Actually echoing some value to doesn't help in the brightness as the value will differ from system to system.

First you need to set the brightness of the screen to the level comfortable to you, which can easily be done in System SettingsBrightness & Lock or by using the function keys.

Now go to /sys/class/backlight/<folder> (my folder is intel_backlight)

screen shot of the folder

In this folder you can see the actual_brightness file and the max_brightness file. (If you have made any changes to the brightness after opening this file, don't forget to refresh (using Ctrl+R or F5) to see the actual current settings.)

Now we need the same value as in the brightness every time we start our system. This can be done by changing every time the value in this folder at the startup. We need to change the rc.local file.

First type these commands in the terminal (which can be opened by searching for Terminal in the dash or by pressing Ctrl+Alt+T):

sudo -i
gedit /etc/rc.local

and add the line

echo 900 > /sys/class/backlight/intel_backlight/brightness

Replace 900 with whatever value you need (that is, the value you got from the above procedure).
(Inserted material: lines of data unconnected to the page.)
//! CLI command definitions, routing, and tracing setup.

use std::io::Read;
use std::path::PathBuf;

use clap::{Args, Parser, Subcommand};
use color_eyre::eyre::{Result, eyre};
use docflow_core::{
    InvocationResponse, build_extract_orchestrator, build_process_orchestrator, handle_extract,
    handle_process, open_zones,
};
use docflow_shared::{
    AppConfig, DocumentEvent, init_config, load_config, load_config_from, resolve_log_filter,
};
use docflow_storage::ObjectLocation;
use serde_json::Value;
use tracing::{Instrument, Span, info, info_span};
use uuid::Uuid;

// ---------------------------------------------------------------------------
// CLI structure
// ---------------------------------------------------------------------------

/// docflow: land document change events and extract page metadata.
#[derive(Parser)]
#[command(
    name = "docflow",
    version,
    about = "Land document change events and extract structured page metadata.",
    long_about = None,
)]
pub(crate) struct Cli {
    /// Log format: text (default) or json.
    #[arg(long, default_value = "text", global = true)]
    pub log_format: LogFormat,

    /// Verbosity level (-v, -vv). Overrides the environment-derived level.
    #[arg(short, long, action = clap::ArgAction::Count, global = true)]
    pub verbose: u8,

    /// Config file (defaults to ~/.docflow/docflow.toml).
    #[arg(long, env = "DOCFLOW_CONFIG", global = true)]
    pub config: Option<PathBuf>,

    #[command(flatten)]
    pub overrides: ConfigOverrides,

    #[command(subcommand)]
    pub command: Command,
}

/// Settings that override the config file when given.
#[derive(Args, Debug, Default)]
pub(crate) struct ConfigOverrides {
    /// Deployment environment: dev, qa, uat, or prod.
    #[arg(long, env = "ENVIRONMENT", global = true)]
    pub environment: Option<String>,

    /// Log level for dev/qa: debug, info, error, or silent.
    #[arg(long, env = "LOG_LEVEL", global = true)]
    pub log_level: Option<String>,

    /// Confluence base URL, including `/wiki`.
    #[arg(long, env = "CONFLUENCE_BASE_URL", global = true)]
    pub base_url: Option<String>,

    /// Object database path.
    #[arg(long, env = "DOCFLOW_DATABASE", global = true)]
    pub database: Option<String>,

    /// Workflow execution endpoint.
    #[arg(long, env = "DOCFLOW_WORKFLOW_ENDPOINT", global = true)]
    pub workflow_endpoint: Option<String>,
}

impl ConfigOverrides {
    fn apply(&self, config: &mut AppConfig) {
        if let Some(environment) = &self.environment {
            config.runtime.environment = environment.clone();
        }
        if let Some(level) = &self.log_level {
            config.runtime.log_level = Some(level.clone());
        }
        if let Some(base_url) = &self.base_url {
            config.source.base_url = base_url.clone();
        }
        if let Some(database) = &self.database {
            config.storage.database_path = database.clone();
        }
        if let Some(endpoint) = &self.workflow_endpoint {
            config.workflow.endpoint = Some(endpoint.clone());
        }
    }
}

/// Log output format.
#[derive(Clone, Debug, clap::ValueEnum)]
pub(crate) enum LogFormat {
    Text,
    Json,
}

/// Top-level CLI subcommands.
#[derive(Subcommand)]
pub(crate) enum Command {
    /// Land a page (or a deletion record) and start the extraction workflow.
    Process {
        /// Page identifier.
        #[arg(long)]
        document_id: String,

        /// Event kind: updated or deleted.
        #[arg(long)]
        event_type: String,

        /// Correlation id for log lines (generated when omitted).
        #[arg(long)]
        correlation_id: Option<String>,
    },

    /// Extract metadata from a landed page into the ground-truth zone.
    Extract {
        /// Page identifier.
        #[arg(long)]
        document_id: String,

        /// Event kind: updated or deleted.
        #[arg(long)]
        event_type: String,

        /// URI of the landed raw page.
        #[arg(long)]
        document_uri: String,

        /// Correlation id for log lines (generated when omitted).
        #[arg(long)]
        correlation_id: Option<String>,
    },

    /// Run a raw event payload through an invocation handler.
    Handle {
        /// Handler to invoke.
        #[command(subcommand)]
        action: HandleAction,
    },

    /// Inspect stored objects.
    Objects {
        /// Objects subcommand.
        #[command(subcommand)]
        action: ObjectsAction,
    },

    /// Configuration management.
    Config {
        /// Config subcommand.
        #[command(subcommand)]
        action: ConfigAction,
    },
}

/// Payload source shared by the handle subcommands.
#[derive(Args, Debug)]
pub(crate) struct HandleArgs {
    /// JSON payload file. Reads stdin when omitted.
    #[arg(long)]
    pub event: Option<PathBuf>,

    /// Correlation id to report (generated when omitted).
    #[arg(long)]
    pub correlation_id: Option<String>,
}

/// Invocation handler subcommands.
#[derive(Subcommand)]
pub(crate) enum HandleAction {
    /// Ingest handler.
    Process(HandleArgs),
    /// Extraction handler.
    Extract(HandleArgs),
}

/// Storage zone selector.
#[derive(Clone, Copy, Debug, clap::ValueEnum)]
pub(crate) enum Zone {
    Landing,
    GroundTruth,
}

/// Object inspection subcommands.
#[derive(Subcommand)]
pub(crate) enum ObjectsAction {
    /// List objects in a zone.
    List {
        #[arg(long, default_value = "landing")]
        zone: Zone,
    },
    /// Print the object at an `object://` URI.
    Get {
        uri: String,
    },
}

/// Config subcommands.
#[derive(Subcommand)]
pub(crate) enum ConfigAction {
    /// Initialize config file with defaults.
    Init,
    /// Show resolved configuration.
    Show,
}

// ---------------------------------------------------------------------------
// Config and tracing setup
// ---------------------------------------------------------------------------

/// Load the config file and apply flag/environment overrides.
pub(crate) fn resolve_config(cli: &Cli) -> Result<AppConfig> {
    let mut config = match &cli.config {
        Some(path) => load_config_from(path)?,
        None => load_config()?,
    };
    cli.overrides.apply(&mut config);
    Ok(config)
}

/// Initialize tracing based on CLI flags and the runtime environment.
pub(crate) fn init_tracing(cli: &Cli, config: &AppConfig) {
    use tracing_subscriber::{EnvFilter, fmt};

    let filter = match cli.verbose {
        0 => {
            let level = resolve_log_filter(
                &config.runtime.environment,
                config.runtime.log_level.as_deref(),
            );
            format!("docflow={level}")
        }
        1 => "docflow=debug".to_string(),
        _ => "docflow=trace".to_string(),
    };

    let env_filter =
        EnvFilter::try_from_default_env().unwrap_or_else(|_| EnvFilter::new(filter));

    match cli.log_format {
        LogFormat::Text => {
            fmt()
                .with_env_filter(env_filter)
                .with_target(false)
                .with_writer(std::io::stderr)
                .init();
        }
        LogFormat::Json => {
            fmt()
                .json()
                .with_env_filter(env_filter)
                .with_writer(std::io::stderr)
                .init();
        }
    }
}

// ---------------------------------------------------------------------------
// Command dispatch
// ---------------------------------------------------------------------------

/// Run the CLI command.
pub(crate) async fn run(cli: Cli, config: AppConfig) -> Result<()> {
    match cli.command {
        Command::Process {
            document_id,
            event_type,
            correlation_id,
        } => {
            let event = DocumentEvent::from_parts(Some(&document_id), Some(&event_type), None)?;
            cmd_process(&config, &event)
                .instrument(invocation_span(correlation_id))
                .await
        }
        Command::Extract {
            document_id,
            event_type,
            document_uri,
            correlation_id,
        } => {
            let event = DocumentEvent::from_parts(
                Some(&document_id),
                Some(&event_type),
                Some(&document_uri),
            )?;
            cmd_extract(&config, &event)
                .instrument(invocation_span(correlation_id))
                .await
        }
        Command::Handle { action } => match action {
            HandleAction::Process(args) => cmd_handle(&config, Handler::Process, args).await,
            HandleAction::Extract(args) => cmd_handle(&config, Handler::Extract, args).await,
        },
        Command::Objects { action } => match action {
            ObjectsAction::List { zone } => cmd_objects_list(&config, zone).await,
            ObjectsAction::Get { uri } => cmd_objects_get(&config, &uri).await,
        },
        Command::Config { action } => match action {
            ConfigAction::Init => cmd_config_init().await,
            ConfigAction::Show => cmd_config_show(&config).await,
        },
    }
}

// ---------------------------------------------------------------------------
// Command handlers
// ---------------------------------------------------------------------------

fn invocation_span(correlation_id: Option<String>) -> Span {
    let correlation_id = correlation_id.unwrap_or_else(|| Uuid::now_v7().to_string());
    info_span!("invocation", %correlation_id)
}

async fn cmd_process(config: &AppConfig, event: &DocumentEvent) -> Result<()> {
    let zones = open_zones(config).await?;
    let orchestrator = build_process_orchestrator(config, &zones)?;

    let result = orchestrator.process(event).await?;
    info!(object_key = %result.object_key, "page landed");
    println!("{}", serde_json::to_string_pretty(&result)?);
    Ok(())
}

async fn cmd_extract(config: &AppConfig, event: &DocumentEvent) -> Result<()> {
    let zones = open_zones(config).await?;
    let orchestrator = build_extract_orchestrator(&zones);

    let result = orchestrator.extract(event).await?;
    info!(object_key = %result.object_key, "metadata stored");
    println!("{}", serde_json::to_string_pretty(&result)?);
    Ok(())
}

#[derive(Clone, Copy)]
enum Handler {
    Process,
    Extract,
}

async fn cmd_handle(config: &AppConfig, handler: Handler, args: HandleArgs) -> Result<()> {
    let raw = match &args.event {
        Some(path) => std::fs::read_to_string(path)
            .map_err(|e| eyre!("cannot read event file '{}': {e}", path.display()))?,
        None => {
            let mut buf = String::new();
            std::io::stdin()
                .read_to_string(&mut buf)
                .map_err(|e| eyre!("cannot read event from stdin: {e}"))?;
            buf
        }
    };
    let payload: Value =
        serde_json::from_str(&raw).map_err(|e| eyre!("event is not valid JSON: {e}"))?;

    let zones = open_zones(config).await?;
    let response: InvocationResponse = match handler {
        Handler::Process => {
            let orchestrator = build_process_orchestrator(config, &zones)?;
            handle_process(&orchestrator, payload, args.correlation_id).await
        }
        Handler::Extract => {
            let orchestrator = build_extract_orchestrator(&zones);
            handle_extract(&orchestrator, payload, args.correlation_id).await
        }
    };

    println!("{}", serde_json::to_string_pretty(&response)?);
    if !response.is_success() {
        return Err(eyre!(
            "invocation {} failed with status {}",
            response.correlation_id,
            response.status_code
        ));
    }
    Ok(())
}

async fn cmd_objects_list(config: &AppConfig, zone: Zone) -> Result<()> {
    let zones = open_zones(config).await?;
    let zone = match zone {
        Zone::Landing => &zones.landing,
        Zone::GroundTruth => &zones.ground_truth,
    };

    let objects = zone.list().await?;
    if objects.is_empty() {
        println!("No objects in bucket '{}'.", zone.bucket());
        return Ok(());
    }

    for object in &objects {
        println!(
            "{:<60} {:>8}  {}",
            object.key, object.content_len, object.stored_at
        );
    }
    println!("{} object(s) in bucket '{}'", objects.len(), zone.bucket());
    Ok(())
}

async fn cmd_objects_get(config: &AppConfig, uri: &str) -> Result<()> {
    let location = ObjectLocation::parse(uri)?;
    let zones = open_zones(config).await?;
    let object = zones.landing.get(&location).await?;

    let pretty = match serde_json::from_str::<Value>(&object.body) {
        Ok(value) => serde_json::to_string_pretty(&value)?,
        Err(_) => object.body,
    };
    println!("{pretty}");
    Ok(())
}

async fn cmd_config_init() -> Result<()> {
    let path = init_config()?;
    println!("Config initialized at: {}", path.display());
    Ok(())
}

async fn cmd_config_show(config: &AppConfig) -> Result<()> {
    let toml_str = toml::to_string_pretty(config)?;
    println!("{toml_str}");
    Ok(())
}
Also replace intel_backlight with the folder name from /sys/class/backlight/.

For example, my /etc/rc.local:

#!/bin/sh -e
#
# rc.local
#
# This script is executed at the end of each multiuser runlevel.
# Make sure that the script will "exit 0" on success or any other
# value on error.
#
# In order to enable or disable this script just change the execution
# bits.
#
# By default this script does nothing.
rfkill block bluetooth
echo 900 > /sys/class/backlight/intel_backlight/brightness

exit 0

As an aside, I added the line rfkill block bluetooth to my rc.local file as I don't use Bluetooth at all but Ubuntu starts Bluetooth every time it reboots (even if the Bluetooth was off before). You can also add it, and just in case you want to use Bluetooth you can always start it again, even if this line is in your rc.local).

Don't change the value of exit 0 in the ending. If that line doesn't exist, add it.

Now even if you have restarted the system you will have the same value that you need.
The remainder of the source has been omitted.